Items from a data source:
■ ■ ■ ■
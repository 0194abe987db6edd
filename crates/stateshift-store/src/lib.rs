//! Stateshift Store
//!
//! Versioned persisted state that hydrates through a [`MigrationManager`].
//!
//! # Core Concepts
//!
//! - [`StorageBackend`]: Where serialized envelopes live ([`MemoryStorage`], [`FileStorage`])
//! - [`PersistedEnvelope`]: `{"state": ..., "version": n}` on disk
//! - [`VersionedStore`]: Load, migrate stale snapshots, fall back to defaults, write back
//!
//! # Example
//!
//! ```rust
//! use serde::{Deserialize, Serialize};
//! use stateshift_migrate::{FieldOp, MigrationManager, MigrationStep};
//! use stateshift_store::{HydrationSource, MemoryStorage, StoreConfig, VersionedStore};
//!
//! #[derive(Debug, Clone, Default, Serialize, Deserialize)]
//! struct Prefs {
//!     #[serde(default)]
//!     density: String,
//! }
//!
//! let mut manager = MigrationManager::new("prefs");
//! manager
//!     .add_migration(MigrationStep::from_ops(1, "density", vec![FieldOp::add("density", "cozy")]))
//!     .unwrap();
//!
//! let (store, outcome) =
//!     VersionedStore::<Prefs, _>::open(StoreConfig::new("prefs", 1), MemoryStorage::new(), manager)
//!         .unwrap();
//! assert_eq!(outcome.source, HydrationSource::Fresh);
//! assert_eq!(store.state().density, "");
//! ```
//!
//! [`MigrationManager`]: stateshift_migrate::MigrationManager

#![warn(missing_docs)]
#![warn(unreachable_pub)]

mod backend;
mod error;
mod store;

pub use backend::{FileStorage, MemoryStorage, StorageBackend};
pub use error::StoreError;
pub use store::{
    HydrationOutcome, HydrationSource, PersistedEnvelope, StoreConfig, VersionedStore,
};

/// Version of this crate
pub const VERSION: &str = env!("CARGO_PKG_VERSION");
//! Store errors
//!
//! Only storage and encoding problems surface here. Migration failures are
//! handled by the store's fallback policy and reported through
//! [`HydrationOutcome`](crate::HydrationOutcome).

/// Persistence layer error
#[derive(Debug, thiserror::Error)]
pub enum StoreError {
    /// Backend IO failed
    #[error("storage IO failed for '{key}': {source}")]
    Io {
        /// Store key
        key: String,
        /// Underlying error
        #[source]
        source: std::io::Error,
    },

    /// Store key cannot be used by the backend
    #[error("invalid store key '{0}'")]
    InvalidKey(String),

    /// State could not be encoded
    #[error("serialization failed: {0}")]
    Serialization(#[from] serde_json::Error),
}

impl StoreError {
    /// Create IO error for a key
    #[inline]
    #[must_use]
    pub fn io(key: impl Into<String>, source: std::io::Error) -> Self {
        Self::Io {
            key: key.into(),
            source,
        }
    }
}
//! Declarative migration plans
//!
//! A [`MigrationPlan`] describes a store's steps as data, using the
//! [`FieldOp`] vocabulary. Plans load from TOML, YAML or JSON:
//!
//! ```toml
//! store = "editor-settings"
//!
//! [[steps]]
//! version = 1
//! description = "add theme"
//! ops = [{ op = "add_field", key = "theme", value = "light" }]
//!
//! [[steps]]
//! version = 2
//! description = "rename theme"
//! critical = true
//! requires = ["theme"]
//! ops = [{ op = "rename_field", from = "theme", to = "colorMode" }]
//! ```

use crate::error::MigrationError;
use crate::manager::{ManagerConfig, MigrationManager};
use crate::ops::FieldOp;
use crate::step::MigrationStep;
use crate::Version;
use serde::{Deserialize, Serialize};
use serde_json::Value;
use std::path::Path;

/// Errors loading or converting a plan
#[derive(Debug, thiserror::Error)]
pub enum PlanError {
    /// Plan file could not be read
    #[error("failed to read plan {path}: {source}")]
    Io {
        /// Plan path
        path: String,
        /// Underlying error
        #[source]
        source: std::io::Error,
    },

    /// TOML syntax or shape error
    #[error("invalid TOML plan: {0}")]
    Toml(#[from] toml::de::Error),

    /// YAML syntax or shape error
    #[error("invalid YAML plan: {0}")]
    Yaml(#[from] serde_yaml::Error),

    /// JSON syntax or shape error
    #[error("invalid JSON plan: {0}")]
    Json(#[from] serde_json::Error),

    /// File extension not recognized
    #[error("unsupported plan format: {0}")]
    UnsupportedFormat(String),

    /// Steps could not be registered
    #[error("invalid plan: {0}")]
    Registration(#[from] MigrationError),
}

/// One declarative step
#[derive(Debug, Clone, PartialEq, Serialize, Deserialize)]
pub struct PlanStep {
    /// Step version
    pub version: Version,

    /// Step description
    #[serde(default)]
    pub description: String,

    /// Halt the run on failure
    #[serde(default)]
    pub critical: bool,

    /// Top-level keys that must exist for the step to run
    #[serde(default, skip_serializing_if = "Vec::is_empty")]
    pub requires: Vec<String>,

    /// Field operations, applied in order
    pub ops: Vec<FieldOp>,
}

impl PlanStep {
    /// Convert into a runnable step
    #[must_use]
    pub fn to_step(&self) -> MigrationStep<Value> {
        let description = if self.description.is_empty() {
            format!("plan step {}", self.version)
        } else {
            self.description.clone()
        };

        let mut step = MigrationStep::from_ops(self.version, description, self.ops.clone());
        if !self.requires.is_empty() {
            let required = self.requires.clone();
            step = step.with_validate(move |state: &Value| {
                state
                    .as_object()
                    .is_some_and(|map| required.iter().all(|key| map.contains_key(key)))
            });
        }
        if self.critical {
            step = step.critical();
        }
        step
    }
}

/// Declarative migration set for one store
#[derive(Debug, Clone, PartialEq, Serialize, Deserialize)]
pub struct MigrationPlan {
    /// Store name
    pub store: String,

    /// Version the plan migrates to; defaults to the highest step version
    #[serde(default, skip_serializing_if = "Option::is_none")]
    pub target_version: Option<Version>,

    /// Steps, in any order
    #[serde(default)]
    pub steps: Vec<PlanStep>,
}

impl MigrationPlan {
    /// Parse TOML
    ///
    /// # Errors
    /// Returns error if the TOML is malformed or does not match the plan shape
    pub fn from_toml_str(input: &str) -> Result<Self, PlanError> {
        Ok(toml::from_str(input)?)
    }

    /// Parse YAML
    ///
    /// # Errors
    /// Returns error if the YAML is malformed or does not match the plan shape
    pub fn from_yaml_str(input: &str) -> Result<Self, PlanError> {
        Ok(serde_yaml::from_str(input)?)
    }

    /// Parse JSON
    ///
    /// # Errors
    /// Returns error if the JSON is malformed or does not match the plan shape
    pub fn from_json_str(input: &str) -> Result<Self, PlanError> {
        Ok(serde_json::from_str(input)?)
    }

    /// Load from file, picking the format by extension
    ///
    /// # Errors
    /// Returns error on IO failure, unknown extension or parse failure
    pub fn load(path: impl AsRef<Path>) -> Result<Self, PlanError> {
        let path = path.as_ref();
        let input = std::fs::read_to_string(path).map_err(|source| PlanError::Io {
            path: path.display().to_string(),
            source,
        })?;

        let extension = path
            .extension()
            .and_then(|e| e.to_str())
            .unwrap_or_default()
            .to_ascii_lowercase();

        match extension.as_str() {
            "toml" => Self::from_toml_str(&input),
            "yaml" | "yml" => Self::from_yaml_str(&input),
            "json" => Self::from_json_str(&input),
            other => Err(PlanError::UnsupportedFormat(other.to_string())),
        }
    }

    /// Version this plan migrates to
    #[must_use]
    pub fn target_version(&self) -> Version {
        self.target_version
            .or_else(|| self.steps.iter().map(|s| s.version).max())
            .unwrap_or(0)
    }

    /// Build a populated manager
    ///
    /// # Errors
    /// Returns error if the plan contains duplicate or zero versions
    pub fn build_manager(&self) -> Result<MigrationManager<Value>, PlanError> {
        self.build_manager_with(ManagerConfig::new(self.store.clone()))
    }

    /// Build a populated manager with explicit config
    ///
    /// # Errors
    /// Returns error if the steps cannot be registered under `config`
    pub fn build_manager_with(
        &self,
        config: ManagerConfig,
    ) -> Result<MigrationManager<Value>, PlanError> {
        let mut manager = MigrationManager::with_config(config);
        manager.add_migrations(self.steps.iter().map(PlanStep::to_step))?;
        tracing::debug!(store = %self.store, steps = manager.len(), "Loaded migration plan");
        Ok(manager)
    }
}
■ ■ ■ ■
Activity: Your answer should consist of all lines above that include the string "StorageBackend".

Answer space:
//! - [`StorageBackend`]: Where serialized envelopes live ([`MemoryStorage`], [`FileStorage`])
pub use backend::{FileStorage, MemoryStorage, StorageBackend};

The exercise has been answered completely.